[Records from a dataset]
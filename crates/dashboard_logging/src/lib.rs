#![deny(missing_docs)]
//! Shared logging utilities for the dashboard workspace.
//!
//! This crate provides the `dash_*` logging macros used by the engine and the
//! app, and a minimal test initializer for the global logger.

use log::LevelFilter;

/// Logs a trace-level message using the global logging facade.
#[macro_export]
macro_rules! dash_trace {
    ($($arg:tt)*) => {{
        log::trace!($($arg)*);
    }};
}

/// Logs a debug-level message using the global logging facade.
#[macro_export]
macro_rules! dash_debug {
    ($($arg:tt)*) => {{
        log::debug!($($arg)*);
    }};
}

/// Logs an info-level message using the global logging facade.
#[macro_export]
macro_rules! dash_info {
    ($($arg:tt)*) => {{
        log::info!($($arg)*);
    }};
}

/// Logs a warn-level message using the global logging facade.
#[macro_export]
macro_rules! dash_warn {
    ($($arg:tt)*) => {{
        log::warn!($($arg)*);
    }};
}

/// Logs an error-level message using the global logging facade.
#[macro_export]
macro_rules! dash_error {
    ($($arg:tt)*) => {{
        log::error!($($arg)*);
    }};
}

/// Default level: debug in debug builds, info in release builds.
pub fn default_level() -> LevelFilter {
    if cfg!(debug_assertions) {
        LevelFilter::Debug
    } else {
        LevelFilter::Info
    }
}

/// Initializes a simple terminal logger for use in tests.
///
/// This safely no-ops if another logger has already been initialized.
pub fn initialize_for_tests() {
    use simplelog::{ColorChoice, CombinedLogger, Config, TermLogger, TerminalMode};

    // Ignore the error if a logger was already set by another test.
    let _ = CombinedLogger::init(vec![TermLogger::new(
        default_level(),
        Config::default(),
        TerminalMode::Mixed,
        ColorChoice::Auto,
    )]);
}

### Your task
Starting at the line in the records above that contains "warn-level message using the global logging facade.", output every line up to and including the last one, with nothing added.

### Written answer
/// Logs a warn-level message using the global logging facade.
#[macro_export]
macro_rules! dash_warn {
    ($($arg:tt)*) => {{
        log::warn!($($arg)*);
    }};
}

/// Logs an error-level message using the global logging facade.
#[macro_export]
macro_rules! dash_error {
    ($($arg:tt)*) => {{
        log::error!($($arg)*);
    }};
}

/// Default level: debug in debug builds, info in release builds.
pub fn default_level() -> LevelFilter {
    if cfg!(debug_assertions) {
        LevelFilter::Debug
    } else {
        LevelFilter::Info
    }
}

/// Initializes a simple terminal logger for use in tests.
///
/// This safely no-ops if another logger has already been initialized.
pub fn initialize_for_tests() {
    use simplelog::{ColorChoice, CombinedLogger, Config, TermLogger, TerminalMode};

    // Ignore the error if a logger was already set by another test.
    let _ = CombinedLogger::init(vec![TermLogger::new(
        default_level(),
        Config::default(),
        TerminalMode::Mixed,
        ColorChoice::Auto,
    )]);
}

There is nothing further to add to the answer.